Certains veulent prioriser dans les services les hospitalisations des soins aigus, en renonçant à notre activité d’hospitalisation programmée. Mais comment pourrions-nous même l’envisager quand on sait le nombre de morts quotidiens liés à l’absence de prise en charge adaptée suite aux vagues COVID : report des hospitalisations, des chirurgies, allongement des délais de consultation ? Comment voulez-vous que j’explique aux parents de l’enfant qui fait 30 crises d’épilepsie par jour au domicile que le bilan de leur enfant (qui l’attend depuis neuf mois, tout en régressant consciencieusement dans ses acquis scolaires) est moins important que d’hospitaliser l’enfant qui, lui, débute son épilepsie ? Nous en sommes encore à discuter des limites du « tout ambulatoire », alors que ces limites sont atteintes depuis longtemps : les patients en payent déjà le prix funeste par l’absence de place en d’hospitalisation. Quant aux soignants survivant dans les services, ils ont aussi vu progressivement leur charge en soins s’alourdir par une mécanique simple : aigus ou chroniques, ce sont les patients les plus légers à prendre en charge qui ont été poussés vers l’ambulatoire.
 
Concernant la pénibilité dite « spécifique » de l’accueil H24/365 jours par an dans les services d’urgences, à Necker, nous participons tous, à différentes échelles, aux gardes de soins intensifs, aux urgences et aux astreintes téléphoniques 24h/24, tous les jours pour l’ensemble de l’Île-de-France. S’il est vrai que c’est un cas plus particulier aux CHU pédiatriques, cela montre cependant que la question de la pénibilité de la continuité des soins n’est pas simple.  
 
Certains relèvent aussi qu’aux urgences, le flux continu de malades ne permet ni pauses ni répits. Malheureusement, je vous invite partager la gestion en 2022 des patients avec maladies chroniques, et notamment leur cortège de sollicitations, de mails, d’appels, et ces smartphones que nous consultons partout et tout le temps, alors même que nous sommes à la fois médecins, infirmiers d’éducation thérapeutique, assistantes sociales, diététiciens et psychologues, contraints par le manque de personnel. L’avènement du médecin spécialiste joignable tout le temps et à toute heure par une boîte mail est acté.
 
Alors, il n’est plus possible aujourd’hui d’opposer les morts du Covid aux morts par absence de diagnostic de cancer ou de soins de leur maladie chronique, il n’est plus possible d’opposer le nouvel épileptique à l’ancien, il n’est plus possible d’opposer les urgences au reste de l’hôpital, il n’est plus possible d’opposer l’hospitalisation et la consultation.

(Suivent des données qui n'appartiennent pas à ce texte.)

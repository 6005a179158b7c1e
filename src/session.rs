//! Cookie-backed sessions held in memory.
//!
//! A middleware looks up the caller's session for each admin request and
//! stores a [`Session`] handle in the request extensions; handlers pull it
//! out with the extractor below. Nothing is stored for a visitor until a
//! flash or the admin flag needs somewhere to live. Logging in moves the
//! session to a fresh token; logging out forgets it.

use axum::{
    extract::{FromRequestParts, Request, State},
    http::{HeaderValue, StatusCode, header, request::Parts},
    middleware::Next,
    response::Response,
};
use std::{
    collections::HashMap,
    sync::Arc,
    time::{Duration, Instant},
};
use tokio::sync::{Mutex, RwLock};

use crate::state::AppState;

/// Session cookie name.
pub const SESSION_COOKIE: &str = "rh_session";
/// Admin session lifetime (24 hours, sliding).
pub const SESSION_TTL: Duration = Duration::from_secs(24 * 3600);
/// Anonymous sessions only carry flashes across a redirect.
pub const ANON_SESSION_TTL: Duration = Duration::from_secs(10 * 60);
/// Minimum gap between sweeps of expired sessions.
const SWEEP_INTERVAL: Duration = Duration::from_secs(60);
/// Stored sessions before anonymous ones start being evicted.
const MAX_SESSIONS: usize = 10_000;

#[derive(Debug, Clone, Copy, PartialEq, Eq)]
pub enum FlashLevel {
    Success,
    Info,
    Warning,
    Danger,
}

impl FlashLevel {
    pub fn css_class(self) -> &'static str {
        match self {
            FlashLevel::Success => "flash-success",
            FlashLevel::Info => "flash-info",
            FlashLevel::Warning => "flash-warning",
            FlashLevel::Danger => "flash-danger",
        }
    }
}

/// A one-shot message shown on the next rendered page.
#[derive(Debug, Clone, PartialEq, Eq)]
pub struct Flash {
    pub level: FlashLevel,
    pub message: String,
}

struct SessionData {
    admin: bool,
    touched: Instant,
    flashes: Vec<Flash>,
}

struct Sessions {
    map: HashMap<String, SessionData>,
    last_sweep: Instant,
}

#[derive(Clone)]
pub struct SessionStore {
    inner: Arc<RwLock<Sessions>>,
    ttl: Duration,
    anon_ttl: Duration,
    capacity: usize,
}

impl Default for SessionStore {
    fn default() -> Self {
        Self::with_ttl(SESSION_TTL)
    }
}

impl SessionStore {
    pub fn with_ttl(ttl: Duration) -> Self {
        Self {
            inner: Arc::new(RwLock::new(Sessions {
                map: HashMap::new(),
                last_sweep: Instant::now(),
            })),
            ttl,
            anon_ttl: ttl.min(ANON_SESSION_TTL),
            capacity: MAX_SESSIONS,
        }
    }

    /// Handle for the live session behind `token`, sliding its expiry.
    /// Unknown or expired tokens give an empty handle; nothing is stored.
    pub async fn resolve(&self, token: Option<&str>) -> Session {
        let id = match token {
            Some(tok) => self.touch(tok).await,
            None => None,
        };
        Session {
            store: self.clone(),
            slot: Arc::new(Mutex::new(Slot { id, changed: false })),
        }
    }

    #[cfg(test)]
    pub async fn len(&self) -> usize {
        self.inner.read().await.map.len()
    }

    async fn touch(&self, tok: &str) -> Option<String> {
        let now = Instant::now();
        // One write lock covers the lookup and the slide so a concurrent
        // logout cannot slip in between.
        let mut sessions = self.inner.write().await;
        self.sweep_if_due(&mut sessions, now);

        let live = sessions.map.get(tok).map(|d| self.is_live(d, now))?;
        if !live {
            sessions.map.remove(tok);
            return None;
        }
        if let Some(data) = sessions.map.get_mut(tok) {
            data.touched = now;
        }
        Some(tok.to_string())
    }

    /// Store `data` under a new token.
    async fn insert(&self, data: SessionData) -> String {
        let now = Instant::now();
        let id = new_session_token();
        let mut sessions = self.inner.write().await;
        if sessions.map.len() >= self.capacity {
            self.make_room(&mut sessions, now);
        }
        sessions.map.insert(id.clone(), data);
        id
    }

    fn lifetime(&self, data: &SessionData) -> Duration {
        if data.admin { self.ttl } else { self.anon_ttl }
    }

    fn is_live(&self, data: &SessionData, now: Instant) -> bool {
        now.duration_since(data.touched) < self.lifetime(data)
    }

    fn sweep_if_due(&self, sessions: &mut Sessions, now: Instant) {
        if now.duration_since(sessions.last_sweep) >= SWEEP_INTERVAL {
            self.sweep(sessions, now);
        }
    }

    fn sweep(&self, sessions: &mut Sessions, now: Instant) {
        sessions.last_sweep = now;
        sessions.map.retain(|_, data| self.is_live(data, now));
    }

    /// Drop expired sessions, then the oldest anonymous one if still full.
    fn make_room(&self, sessions: &mut Sessions, now: Instant) {
        self.sweep(sessions, now);
        if sessions.map.len() < self.capacity {
            return;
        }
        let oldest = sessions
            .map
            .iter()
            .filter(|(_, d)| !d.admin)
            .min_by_key(|(_, d)| d.touched)
            .map(|(id, _)| id.clone());
        if let Some(id) = oldest {
            sessions.map.remove(&id);
        }
    }
}

struct Slot {
    id: Option<String>,
    /// Set when this request moved the caller to a different token.
    changed: bool,
}

/// Request-scoped handle to the caller's session.
#[derive(Clone)]
pub struct Session {
    store: SessionStore,
    slot: Arc<Mutex<Slot>>,
}

enum CookieUpdate {
    Set(String, Duration),
    Clear,
}

impl Session {
    pub async fn id(&self) -> Option<String> {
        self.slot.lock().await.id.clone()
    }

    pub async fn is_admin(&self) -> bool {
        let Some(id) = self.id().await else {
            return false;
        };
        self.store
            .inner
            .read()
            .await
            .map
            .get(&id)
            .is_some_and(|d| d.admin)
    }

    /// Move to a fresh admin token, carrying pending flashes over. The old
    /// token stops working.
    pub async fn log_in(&self) {
        let mut slot = self.slot.lock().await;
        let flashes = match slot.id.take() {
            Some(old) => self
                .store
                .inner
                .write()
                .await
                .map
                .remove(&old)
                .map(|d| d.flashes)
                .unwrap_or_default(),
            None => Vec::new(),
        };
        let id = self
            .store
            .insert(SessionData {
                admin: true,
                touched: Instant::now(),
                flashes,
            })
            .await;
        slot.id = Some(id);
        slot.changed = true;
    }

    /// Forget the session. A later flash starts a new anonymous one.
    pub async fn log_out(&self) {
        let mut slot = self.slot.lock().await;
        if let Some(old) = slot.id.take() {
            self.store.inner.write().await.map.remove(&old);
        }
        slot.changed = true;
    }

    pub async fn flash(&self, level: FlashLevel, message: impl Into<String>) {
        let flash = Flash {
            level,
            message: message.into(),
        };
        let mut slot = self.slot.lock().await;
        if let Some(id) = slot.id.clone() {
            let mut sessions = self.store.inner.write().await;
            if let Some(data) = sessions.map.get_mut(&id) {
                data.flashes.push(flash);
                return;
            }
        }
        let id = self
            .store
            .insert(SessionData {
                admin: false,
                touched: Instant::now(),
                flashes: vec![flash],
            })
            .await;
        slot.id = Some(id);
        slot.changed = true;
    }

    /// Remove and return all pending flashes. An anonymous session has
    /// nothing left to carry afterwards and is dropped.
    pub async fn take_flashes(&self) -> Vec<Flash> {
        let Some(id) = self.id().await else {
            return Vec::new();
        };
        let mut sessions = self.store.inner.write().await;
        let Some(data) = sessions.map.get_mut(&id) else {
            return Vec::new();
        };
        let flashes = std::mem::take(&mut data.flashes);
        if !data.admin {
            sessions.map.remove(&id);
        }
        flashes
    }

    async fn cookie_update(&self) -> Option<CookieUpdate> {
        let slot = self.slot.lock().await;
        if !slot.changed {
            return None;
        }
        let Some(id) = slot.id.clone() else {
            return Some(CookieUpdate::Clear);
        };
        let sessions = self.store.inner.read().await;
        match sessions.map.get(&id) {
            Some(data) => Some(CookieUpdate::Set(id, self.store.lifetime(data))),
            None => Some(CookieUpdate::Clear),
        }
    }
}

impl<S: Send + Sync> FromRequestParts<S> for Session {
    type Rejection = (StatusCode, &'static str);

    async fn from_request_parts(parts: &mut Parts, _state: &S) -> Result<Self, Self::Rejection> {
        parts
            .extensions
            .get::<Session>()
            .cloned()
            .ok_or((StatusCode::INTERNAL_SERVER_ERROR, "session layer missing"))
    }
}

// ── Middleware ────────────────────────────────────────────────────────────────

/// Attach a [`Session`] to the request and send a cookie whenever the
/// request moved the caller to another token.
pub async fn attach(State(state): State<AppState>, mut req: Request, next: Next) -> Response {
    let token = extract_session_cookie(req.headers());
    let session = state.sessions.resolve(token.as_deref()).await;
    req.extensions_mut().insert(session.clone());

    let mut resp = next.run(req).await;

    let cookie = match session.cookie_update().await {
        Some(CookieUpdate::Set(id, ttl)) => format!(
            "{}={}; Path=/admin; HttpOnly; SameSite=Strict; Max-Age={}",
            SESSION_COOKIE,
            id,
            ttl.as_secs()
        ),
        Some(CookieUpdate::Clear) => format!(
            "{}=; Path=/admin; HttpOnly; SameSite=Strict; Max-Age=0",
            SESSION_COOKIE
        ),
        None => return resp,
    };
    match HeaderValue::from_str(&cookie) {
        Ok(v) => {
            resp.headers_mut().append(header::SET_COOKIE, v);
        }
        Err(e) => tracing::error!("Cannot encode session cookie: {}", e),
    }
    resp
}

// ── Helpers ───────────────────────────────────────────────────────────────────

fn extract_session_cookie(headers: &axum::http::HeaderMap) -> Option<String> {
    let prefix = format!("{}=", SESSION_COOKIE);
    headers
        .get_all(header::COOKIE)
        .iter()
        .filter_map(|v| v.to_str().ok())
        .flat_map(|s| s.split(';'))
        .find_map(|part| part.trim().strip_prefix(&prefix).map(str::to_string))
}

fn new_session_token() -> String {
    use rand::RngCore;
    let mut bytes = [0u8; 32];
    rand::rng().fill_bytes(&mut bytes);
    bytes.iter().map(|b| format!("{:02x}", b)).collect()
}

#[cfg(test)]
mod tests {
    use super::*;
    use axum::http::HeaderMap;

    #[tokio::test]
    async fn lookups_store_nothing() {
        let store = SessionStore::default();

        let session = store.resolve(None).await;
        assert_eq!(session.id().await, None);
        assert!(!session.is_admin().await);
        assert!(session.take_flashes().await.is_empty());

        let forged = store.resolve(Some("forged")).await;
        assert_eq!(forged.id().await, None);
        assert_eq!(store.len().await, 0);
    }

    #[tokio::test]
    async fn flashes_are_shown_once_then_the_session_goes() {
        let store = SessionStore::default();
        let session = store.resolve(None).await;
        session.flash(FlashLevel::Success, "Saved").await;
        session.flash(FlashLevel::Danger, "Oops").await;

        let id = session.id().await.unwrap();
        assert_eq!(id.len(), 64);
        assert_eq!(store.len().await, 1);

        let again = store.resolve(Some(id.as_str())).await;
        let flashes = again.take_flashes().await;
        assert_eq!(flashes.len(), 2);
        assert_eq!(flashes[0].message, "Saved");
        assert_eq!(flashes[1].level, FlashLevel::Danger);
        assert!(again.take_flashes().await.is_empty());
        assert_eq!(store.len().await, 0);
    }

    #[tokio::test]
    async fn login_moves_to_a_fresh_token() {
        let store = SessionStore::default();
        let session = store.resolve(None).await;
        session.flash(FlashLevel::Warning, "Please log in").await;
        let before = session.id().await.unwrap();

        session.log_in().await;
        let after = session.id().await.unwrap();
        assert_ne!(before, after);

        let stale = store.resolve(Some(before.as_str())).await;
        assert!(!stale.is_admin().await);

        let current = store.resolve(Some(after.as_str())).await;
        assert!(current.is_admin().await);
        assert_eq!(current.take_flashes().await[0].message, "Please log in");
        assert!(current.is_admin().await);
        assert_eq!(store.len().await, 1);
    }

    #[tokio::test]
    async fn logout_forgets_the_session() {
        let store = SessionStore::default();
        let session = store.resolve(None).await;
        session.log_in().await;
        let id = session.id().await.unwrap();

        let current = store.resolve(Some(id.as_str())).await;
        current.log_out().await;
        assert!(!current.is_admin().await);
        assert!(!store.resolve(Some(id.as_str())).await.is_admin().await);
        assert_eq!(store.len().await, 0);
    }

    #[tokio::test]
    async fn expired_sessions_are_dropped() {
        let store = SessionStore::with_ttl(Duration::from_millis(10));
        let session = store.resolve(None).await;
        session.log_in().await;
        let id = session.id().await.unwrap();

        tokio::time::sleep(Duration::from_millis(30)).await;

        let stale = store.resolve(Some(id.as_str())).await;
        assert_eq!(stale.id().await, None);
        assert!(!session.is_admin().await);
        assert_eq!(store.len().await, 0);
    }

    #[tokio::test]
    async fn full_store_evicts_the_oldest_anonymous_session() {
        let store = SessionStore {
            capacity: 3,
            ..SessionStore::default()
        };
        let admin = store.resolve(None).await;
        admin.log_in().await;

        let mut anon = Vec::new();
        for i in 0..3 {
            let s = store.resolve(None).await;
            s.flash(FlashLevel::Info, format!("n{i}")).await;
            anon.push(s.id().await.unwrap());
        }

        assert_eq!(store.len().await, 3);
        assert!(admin.is_admin().await);
        let first = store.resolve(Some(anon[0].as_str())).await;
        assert_eq!(first.id().await, None);
        let last = store.resolve(Some(anon[2].as_str())).await;
        assert_eq!(last.take_flashes().await[0].message, "n2");
    }

    #[test]
    fn cookie_is_found_among_others() {
        let mut headers = HeaderMap::new();
        headers.insert(
            header::COOKIE,
            HeaderValue::from_static("theme=dark; rh_session=abc123; other=1"),
        );
        assert_eq!(extract_session_cookie(&headers), Some("abc123".to_string()));
        assert_eq!(extract_session_cookie(&HeaderMap::new()), None);
    }
}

Les urgences sont la partie émergée de l’iceberg, probablement parce que la limitation du nombre d’heures passées à l’hôpital ne permet plus l’extension ad aeternam des plannings médicaux (contrairement à l’ensemble des autres services hospitaliers, le temps de travail des médecins urgentistes est réglementé depuis 2015 ). Mais si nous avions l’idée de l’imposer aujourd’hui aux autres services, le résultat serait le même : des fermetures de consultation et de services entiers d’hospitalisation.
 
Nous n’avons pas besoin de donner des primes au plus méritant, nous avons besoin aujourd’hui de nous rassembler autour du sens profond de notre métier, pour réclamer les moyens de le pratiquer dans des conditions décentes pour les patients : augmentation des salaires, ajustement formalisé du nombre de soignants nécessaires à la lourdeur des soins, formation initiale et formation continue, temps dédié aux projets innovants (juste du temps, pas des primes !), développement des métiers intermédiaires qui aident à faire face aux ennuis du quotidien, et développement d’activité ville-hôpital pour les paramédicaux.